Last year, I tried to follow a plan for detoxing in a book called The Fast-Track One Day Detox Diet by Ann Louise Gittleman. I was not looking for the weight loss aspect; but I believe in using certain foods to cleanse our overtaxed systems, no matter how well we think we eat. The book has many good ideas, but the title is misleading. The whole plan really takes at least ten days, and the day you do the fast, you are supposed to drink a half gallon of spiced cranberry water, filtered water, and nothing else. It proved too hard for me. I had no trouble giving up gluten and sugar, but on day 6, I just went crazy for coffee.
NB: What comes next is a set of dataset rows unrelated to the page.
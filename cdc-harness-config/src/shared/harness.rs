use serde::{Deserialize, Serialize};
use std::time::Duration;

use crate::shared::{PgConnectionConfig, ValidationError};

/// Default bound, in milliseconds, on the wait for the engine to report running.
pub const DEFAULT_ENGINE_START_TIMEOUT_MS: u64 = 5_000;

/// Default bound, in milliseconds, on the wait for the engine to shut down.
pub const DEFAULT_ENGINE_CLOSE_TIMEOUT_MS: u64 = 5_000;

/// Granularity of the setup/teardown choreography.
#[derive(Debug, Clone, Copy, Default, PartialEq, Eq, Serialize, Deserialize)]
#[serde(rename_all = "snake_case")]
pub enum Lifecycle {
    /// Resources and engine are started once and shared by every test of a suite.
    #[default]
    PerSuite,
    /// Resources and engine are started and torn down around each test.
    PerTest,
}

/// Configuration of the test harness itself.
///
/// Every field has a default, so an empty configuration source yields a usable value.
#[derive(Debug, Clone, Serialize, Deserialize)]
#[serde(rename_all = "snake_case", default)]
pub struct HarnessConfig {
    /// Bound on the wait for the engine to report running before a test receives it.
    pub engine_start_timeout_ms: u64,
    /// Bound on the wait for the engine to stop before its task is forcibly terminated.
    pub engine_close_timeout_ms: u64,
    /// Whether setup and teardown happen once per suite or once per test.
    pub lifecycle: Lifecycle,
    /// Server used by the Postgres resource manager.
    pub postgres: PgConnectionConfig,
}

impl HarnessConfig {
    /// Validates the harness configuration.
    ///
    /// Both bounds must be non-zero, which keeps every wait in the harness finite.
    pub fn validate(&self) -> Result<(), ValidationError> {
        if self.engine_start_timeout_ms == 0 {
            return Err(ValidationError::EngineStartTimeoutZero);
        }

        if self.engine_close_timeout_ms == 0 {
            return Err(ValidationError::EngineCloseTimeoutZero);
        }

        self.postgres.validate()
    }

    /// Returns the start bound as a [`Duration`].
    pub fn engine_start_timeout(&self) -> Duration {
        Duration::from_millis(self.engine_start_timeout_ms)
    }

    /// Returns the close bound as a [`Duration`].
    pub fn engine_close_timeout(&self) -> Duration {
        Duration::from_millis(self.engine_close_timeout_ms)
    }
}

impl Default for HarnessConfig {
    fn default() -> Self {
        Self {
            engine_start_timeout_ms: DEFAULT_ENGINE_START_TIMEOUT_MS,
            engine_close_timeout_ms: DEFAULT_ENGINE_CLOSE_TIMEOUT_MS,
            lifecycle: Lifecycle::default(),
            postgres: PgConnectionConfig::default(),
        }
    }
}
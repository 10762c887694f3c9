//! Embedded engine that runs a connector on a background task.

mod config;
mod events;
mod handle;
mod offsets;
mod runner;
mod state;

pub use config::*;
pub use events::EventLog;
pub use handle::{CloseOutcome, EngineHandle};
pub use offsets::MemoryOffsetStore;
pub use state::{EngineState, EngineStateTracker};
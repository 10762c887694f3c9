use serde::de::DeserializeOwned;
use thiserror::Error;

use crate::environment::Environment;

/// Directory containing configuration files relative to the working directory.
const CONFIGURATION_DIR: &str = "configuration";

/// Base configuration file loaded for all environments.
const BASE_CONFIG_FILE: &str = "base.yaml";

/// Prefix for environment variable configuration overrides.
const ENV_PREFIX: &str = "HARNESS";

/// Separator between environment variable prefix and key segments.
const ENV_PREFIX_SEPARATOR: &str = "_";

/// Separator for nested configuration keys in environment variables.
///
/// Example: `HARNESS_POSTGRES__HOST` sets the `postgres.host` field.
const ENV_SEPARATOR: &str = "__";

/// Errors that can occur while loading configuration.
#[derive(Debug, Error)]
pub enum LoadError {
    #[error("failed to build or deserialize the configuration: {0}")]
    Config(#[from] config::ConfigError),

    #[error("failed to resolve the configuration environment: {0}")]
    Io(#[from] std::io::Error),
}

/// Loads hierarchical configuration from YAML files and environment variables.
///
/// Loads configuration in this order, later sources overriding earlier ones:
/// 1. Base configuration from `configuration/base.yaml`, if present
/// 2. Environment-specific file from `configuration/{environment}.yaml`, if present
/// 3. Environment variable overrides prefixed with `HARNESS`
///
/// Both files are optional so that a test suite without any configuration directory still
/// loads the defaults of `T`.
pub fn load_config<T>() -> Result<T, LoadError>
where
    T: DeserializeOwned,
{
    let base_path = std::env::current_dir()?;
    let configuration_directory = base_path.join(CONFIGURATION_DIR);

    let environment = Environment::load()?;
    let environment_filename = format!("{environment}.yaml");

    let environment_source = config::Environment::with_prefix(ENV_PREFIX)
        .prefix_separator(ENV_PREFIX_SEPARATOR)
        .separator(ENV_SEPARATOR);

    let settings = config::Config::builder()
        .add_source(
            config::File::from(configuration_directory.join(BASE_CONFIG_FILE)).required(false),
        )
        .add_source(
            config::File::from(configuration_directory.join(environment_filename)).required(false),
        )
        // E.g. `HARNESS_ENGINE_CLOSE_TIMEOUT_MS=10000` sets `engine_close_timeout_ms`.
        .add_source(environment_source)
        .build()?;

    Ok(settings.try_deserialize::<T>()?)
}
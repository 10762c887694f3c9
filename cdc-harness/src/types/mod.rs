mod event;

pub use event::*;

/// Identifier under which a connector, resource or callback factory is registered.
pub type Identifier = String;
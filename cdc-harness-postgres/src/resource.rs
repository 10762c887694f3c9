use async_trait::async_trait;
use secrecy::ExposeSecret;
use std::collections::HashMap;
use tracing::{info, warn};
use uuid::Uuid;

use cdc_harness::error::HarnessResult;
use cdc_harness::resource::Resource;
use cdc_harness_config::load_config;
use cdc_harness_config::shared::{HarnessConfig, PgConnectionConfig};

use crate::test_utils::{create_pg_database, drop_pg_database};

pub const DATABASE_HOSTNAME_KEY: &str = "database.hostname";
pub const DATABASE_PORT_KEY: &str = "database.port";
pub const DATABASE_USER_KEY: &str = "database.user";
pub const DATABASE_PASSWORD_KEY: &str = "database.password";
pub const DATABASE_DBNAME_KEY: &str = "database.dbname";

/// Provides a fresh Postgres database per scope.
///
/// [`Resource::start`] creates a database with a random name on the configured server and
/// returns its coordinates under the `database.*` keys. [`Resource::stop`] drops it again.
#[derive(Debug)]
pub struct PostgresResource {
    server: PgConnectionConfig,
    database: Option<PgConnectionConfig>,
}

impl PostgresResource {
    /// Creates a resource that provisions databases on `server`.
    pub fn new(server: PgConnectionConfig) -> Self {
        Self {
            server,
            database: None,
        }
    }

    /// Connection configuration of the database created by `start`, if any.
    pub fn database(&self) -> Option<&PgConnectionConfig> {
        self.database.as_ref()
    }
}

impl Default for PostgresResource {
    /// Uses the `postgres` section of the loaded [`HarnessConfig`], falling back to the
    /// defaults when no configuration can be loaded.
    fn default() -> Self {
        let server = match load_config::<HarnessConfig>() {
            Ok(config) => config.postgres,
            Err(err) => {
                warn!("failed to load harness configuration, using defaults: {}", err);
                PgConnectionConfig::default()
            }
        };

        Self::new(server)
    }
}

#[async_trait]
impl Resource for PostgresResource {
    async fn start(&mut self) -> HarnessResult<HashMap<String, String>> {
        let database = self.server.for_database(Uuid::new_v4().to_string());

        // Recorded first so that `stop` cleans up after a partially failed create.
        self.database = Some(database.clone());
        create_pg_database(&database).await?;

        info!(
            "postgres resource started database '{}' on {}:{}",
            database.name, database.host, database.port
        );

        let mut values = HashMap::from([
            (DATABASE_HOSTNAME_KEY.to_owned(), database.host.clone()),
            (DATABASE_PORT_KEY.to_owned(), database.port.to_string()),
            (DATABASE_USER_KEY.to_owned(), database.username.clone()),
            (DATABASE_DBNAME_KEY.to_owned(), database.name.clone()),
        ]);

        if let Some(password) = &database.password {
            values.insert(
                DATABASE_PASSWORD_KEY.to_owned(),
                password.expose_secret().to_owned(),
            );
        }

        Ok(values)
    }

    async fn stop(&mut self) -> HarnessResult<()> {
        let Some(database) = self.database.take() else {
            return Ok(());
        };

        drop_pg_database(&database).await
    }
}
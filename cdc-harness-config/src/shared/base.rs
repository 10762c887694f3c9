use thiserror::Error;

/// Configuration validation errors.
#[derive(Debug, Error, PartialEq, Eq)]
pub enum ValidationError {
    /// The bounded wait for the engine to report running cannot be zero.
    #[error("`engine_start_timeout_ms` cannot be zero")]
    EngineStartTimeoutZero,
    /// The bounded wait for the engine to shut down cannot be zero.
    #[error("`engine_close_timeout_ms` cannot be zero")]
    EngineCloseTimeoutZero,
    /// A Postgres connection needs a host to connect to.
    #[error("`postgres.host` cannot be empty")]
    MissingPostgresHost,
}
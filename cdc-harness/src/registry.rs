//! Factories for the connectors, resources and callbacks a declaration can name.
//!
//! A [`TestDeclaration`](crate::declaration::TestDeclaration) only carries identifiers; the
//! [`Registry`] maps each identifier to a constructor so the orchestrator can build fresh
//! instances for every scope.

use std::collections::HashMap;
use std::fmt;
use std::sync::Arc;

use crate::bail;
use crate::callback::ConnectorCallback;
use crate::connector::Connector;
use crate::error::{ErrorKind, HarnessResult};
use crate::resource::Resource;
use crate::types::Identifier;

pub type ConnectorFactory = Arc<dyn Fn() -> HarnessResult<Box<dyn Connector>> + Send + Sync>;

pub type ResourceFactory = Arc<dyn Fn() -> HarnessResult<Box<dyn Resource>> + Send + Sync>;

pub type CallbackFactory =
    Arc<dyn Fn() -> HarnessResult<Arc<dyn ConnectorCallback>> + Send + Sync>;

#[derive(Default, Clone)]
pub struct Registry {
    connectors: HashMap<Identifier, ConnectorFactory>,
    resources: HashMap<Identifier, ResourceFactory>,
    callbacks: HashMap<Identifier, CallbackFactory>,
}

impl Registry {
    pub fn new() -> Self {
        Self::default()
    }

    /// Registers a default-constructible connector under `id`.
    pub fn register_connector<C>(self, id: impl Into<Identifier>) -> Self
    where
        C: Connector + Default + 'static,
    {
        self.register_connector_with(id, || Ok(Box::new(C::default())))
    }

    /// Registers a connector constructor under `id`. A later registration replaces an earlier one.
    pub fn register_connector_with<F>(mut self, id: impl Into<Identifier>, factory: F) -> Self
    where
        F: Fn() -> HarnessResult<Box<dyn Connector>> + Send + Sync + 'static,
    {
        self.connectors.insert(id.into(), Arc::new(factory));
        self
    }

    /// Registers a default-constructible resource under `id`.
    pub fn register_resource<R>(self, id: impl Into<Identifier>) -> Self
    where
        R: Resource + Default + 'static,
    {
        self.register_resource_with(id, || Ok(Box::new(R::default())))
    }

    /// Registers a resource constructor under `id`. A later registration replaces an earlier one.
    pub fn register_resource_with<F>(mut self, id: impl Into<Identifier>, factory: F) -> Self
    where
        F: Fn() -> HarnessResult<Box<dyn Resource>> + Send + Sync + 'static,
    {
        self.resources.insert(id.into(), Arc::new(factory));
        self
    }

    /// Registers a default-constructible callback under `id`.
    pub fn register_callback<C>(self, id: impl Into<Identifier>) -> Self
    where
        C: ConnectorCallback + Default + 'static,
    {
        self.register_callback_with(id, || Ok(Arc::new(C::default())))
    }

    /// Registers a callback constructor under `id`. A later registration replaces an earlier one.
    pub fn register_callback_with<F>(mut self, id: impl Into<Identifier>, factory: F) -> Self
    where
        F: Fn() -> HarnessResult<Arc<dyn ConnectorCallback>> + Send + Sync + 'static,
    {
        self.callbacks.insert(id.into(), Arc::new(factory));
        self
    }

    /// Builds a fresh connector registered under `id`.
    pub fn create_connector(&self, id: &str) -> HarnessResult<Box<dyn Connector>> {
        let Some(factory) = self.connectors.get(id) else {
            bail!(
                ErrorKind::UnknownIdentifier,
                "No connector registered under this identifier",
                id
            );
        };

        factory().map_err(|err| {
            crate::harness_error!(
                ErrorKind::ConnectorConstructionFailed,
                "Connector could not be constructed",
                format!("connector '{id}': {err}")
            )
        })
    }

    /// Builds a fresh resource registered under `id`.
    pub fn create_resource(&self, id: &str) -> HarnessResult<Box<dyn Resource>> {
        let Some(factory) = self.resources.get(id) else {
            bail!(
                ErrorKind::UnknownIdentifier,
                "No resource registered under this identifier",
                id
            );
        };

        factory().map_err(|err| {
            crate::harness_error!(
                ErrorKind::ResourceConstructionFailed,
                "Resource could not be constructed",
                format!("resource '{id}': {err}")
            )
        })
    }

    /// Builds a fresh callback registered under `id`.
    pub fn create_callback(&self, id: &str) -> HarnessResult<Arc<dyn ConnectorCallback>> {
        let Some(factory) = self.callbacks.get(id) else {
            bail!(
                ErrorKind::UnknownIdentifier,
                "No callback registered under this identifier",
                id
            );
        };

        factory().map_err(|err| {
            crate::harness_error!(
                ErrorKind::CallbackConstructionFailed,
                "Callback could not be constructed",
                format!("callback '{id}': {err}")
            )
        })
    }
}

impl fmt::Debug for Registry {
    fn fmt(&self, f: &mut fmt::Formatter<'_>) -> fmt::Result {
        let mut connectors = self.connectors.keys().collect::<Vec<_>>();
        let mut resources = self.resources.keys().collect::<Vec<_>>();
        let mut callbacks = self.callbacks.keys().collect::<Vec<_>>();
        connectors.sort();
        resources.sort();
        callbacks.sort();

        f.debug_struct("Registry")
            .field("connectors", &connectors)
            .field("resources", &resources)
            .field("callbacks", &callbacks)
            .finish()
    }
}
Still, I learned a lot about cleansing foods from this book. Some of the best are the cruciferous veggies, like broccoli and cauliflower, which my family eats fairly constantly anyway; Green leafy veggies like parsely, kale, watercress, cilantro, chard, etc., are, according to the author, powerful blood purifiers, so it’s good to have the reminder to eat these more often; Citrus foods are cleansing and stimulating to the liver (the most overtaxed and underappreciated digestive organ); onions, garlic, and daikon radish are sulfur-rich, which help the liver eliminate toxins from the body. I learned that daikon radish aids in the metabolism of fats and helps digestion. Since I read this book, daikon radishes are a staple in our salads. Other good detox foods, according to Gittleman, are artichokes, asparagus, beets, and celery.

I often make this salad when I want a refreshing companion to a warm, hearty dish, especially at this time of year, when greens are young and crisp. Since I had the golden beets on hand I just diced them and tossed them in. It’s a terrific, crunchy salad, and takes 5 minutes or so to make:

Cleansing Green Spring Salad

4 to 6 servings

Use only organic veggies for maximum effect. You can vary it as you like by using some of the other cleansing food mentioned above.

  • 4 to 6 ounces tender greens (baby greens, arugula, baby spinach, watercress, or a mixture)
  • 1 cup green sprouts (I like sweet pea shoots)
  • 1 Granny Smith (green) apple
  • 1/2 medium daikon radish, peeled and sliced
  • 2 large stalks celery or bok choy, sliced
  • 1/2 medium cucumber, unpeeled, cut in half lengthwise and sliced
  • Flaxseed or olive oil and lemon juice to taste, or your favorite dressing
  • 1/4 cup toasted pumpkin seeds, optional
  • 2 to 3 medium cooked and peeled beets, preferably golden, optional

Combine in a salad bowl, toss, and serve.